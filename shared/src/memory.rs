//! 内存实现：用于测试和本地调试，语义与 Postgres 存储保持一致

use async_trait::async_trait;
use std::collections::HashMap;
use std::sync::atomic::{AtomicBool, Ordering};
use tokio::sync::{Mutex, RwLock};

use crate::mqtt::{MqttError, QoS, Transport};
use crate::repository::{DeviceRepository, LocationRepository, TelemetryRepository};
use crate::types::{
    Device, DeviceId, DeviceStatus, HubError, HubResult, Location, LocationId, NewDevice,
    NewTelemetrySample, TelemetrySample, TenantId,
};
use crate::utils::now_utc;

#[derive(Debug, Default)]
struct Tables {
    locations: HashMap<LocationId, Location>,
    devices: HashMap<DeviceId, Device>,
    telemetry: Vec<TelemetrySample>,
    next_location_id: i64,
    next_device_id: i64,
    next_sample_id: i64,
}

impl Tables {
    // 租户只从 location 推导
    fn resolve_tenant(&self, mut device: Device) -> Device {
        device.tenant_id = device
            .location_id
            .and_then(|id| self.locations.get(&id))
            .map(|location| location.tenant_id);
        device
    }

    fn tenant_of(&self, device_id: DeviceId) -> Option<TenantId> {
        self.devices
            .get(&device_id)
            .and_then(|device| device.location_id)
            .and_then(|id| self.locations.get(&id))
            .map(|location| location.tenant_id)
    }

    fn check_location(&self, location_id: Option<LocationId>) -> HubResult<()> {
        match location_id {
            Some(id) if !self.locations.contains_key(&id) => Err(HubError::Database(format!(
                "foreign key violation: location {} does not exist",
                id
            ))),
            _ => Ok(()),
        }
    }
}

#[derive(Debug, Default)]
pub struct InMemoryStore {
    tables: RwLock<Tables>,
}

impl InMemoryStore {
    pub fn new() -> Self {
        Self::default()
    }

    pub async fn add_location(&self, tenant_id: TenantId, name: &str) -> Location {
        let mut tables = self.tables.write().await;
        tables.next_location_id += 1;

        let location = Location {
            id: tables.next_location_id,
            tenant_id,
            name: name.to_string(),
            created_at: now_utc(),
        };
        tables.locations.insert(location.id, location.clone());
        location
    }

    pub async fn samples(&self) -> Vec<TelemetrySample> {
        self.tables.read().await.telemetry.clone()
    }

    pub async fn device_count(&self) -> usize {
        self.tables.read().await.devices.len()
    }
}

#[async_trait]
impl LocationRepository for InMemoryStore {
    async fn find_location_for_tenant(
        &self,
        tenant_id: TenantId,
        location_id: LocationId,
    ) -> HubResult<Option<Location>> {
        let tables = self.tables.read().await;
        Ok(tables
            .locations
            .get(&location_id)
            .filter(|location| location.tenant_id == tenant_id)
            .cloned())
    }
}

— WHAT IS EXPECTED —
Exactly as they appear above, print all the entries.

— YOUR RESPONSE —
filename shared/src/memory.rs
//! 内存实现：用于测试和本地调试，语义与 Postgres 存储保持一致

use async_trait::async_trait;
use std::collections::HashMap;
use std::sync::atomic::{AtomicBool, Ordering};
use tokio::sync::{Mutex, RwLock};

use crate::mqtt::{MqttError, QoS, Transport};
use crate::repository::{DeviceRepository, LocationRepository, TelemetryRepository};
use crate::types::{
    Device, DeviceId, DeviceStatus, HubError, HubResult, Location, LocationId, NewDevice,
    NewTelemetrySample, TelemetrySample, TenantId,
};
use crate::utils::now_utc;

#[derive(Debug, Default)]
struct Tables {
    locations: HashMap<LocationId, Location>,
    devices: HashMap<DeviceId, Device>,
    telemetry: Vec<TelemetrySample>,
    next_location_id: i64,
    next_device_id: i64,
    next_sample_id: i64,
}

impl Tables {
    // 租户只从 location 推导
    fn resolve_tenant(&self, mut device: Device) -> Device {
        device.tenant_id = device
            .location_id
            .and_then(|id| self.locations.get(&id))
            .map(|location| location.tenant_id);
        device
    }

    fn tenant_of(&self, device_id: DeviceId) -> Option<TenantId> {
        self.devices
            .get(&device_id)
            .and_then(|device| device.location_id)
            .and_then(|id| self.locations.get(&id))
            .map(|location| location.tenant_id)
    }

    fn check_location(&self, location_id: Option<LocationId>) -> HubResult<()> {
        match location_id {
            Some(id) if !self.locations.contains_key(&id) => Err(HubError::Database(format!(
                "foreign key violation: location {} does not exist",
                id
            ))),
            _ => Ok(()),
        }
    }
}

#[derive(Debug, Default)]
pub struct InMemoryStore {
    tables: RwLock<Tables>,
}

impl InMemoryStore {
    pub fn new() -> Self {
        Self::default()
    }

    pub async fn add_location(&self, tenant_id: TenantId, name: &str) -> Location {
        let mut tables = self.tables.write().await;
        tables.next_location_id += 1;

        let location = Location {
            id: tables.next_location_id,
            tenant_id,
            name: name.to_string(),
            created_at: now_utc(),
        };
        tables.locations.insert(location.id, location.clone());
        location
    }

    pub async fn samples(&self) -> Vec<TelemetrySample> {
        self.tables.read().await.telemetry.clone()
    }

    pub async fn device_count(&self) -> usize {
        self.tables.read().await.devices.len()
    }
}

#[async_trait]
impl LocationRepository for InMemoryStore {
    async fn find_location_for_tenant(
        &self,
        tenant_id: TenantId,
        location_id: LocationId,
    ) -> HubResult<Option<Location>> {
        let tables = self.tables.read().await;
        Ok(tables
            .locations
            .get(&location_id)
            .filter(|location| location.tenant_id == tenant_id)
            .cloned())
    }
}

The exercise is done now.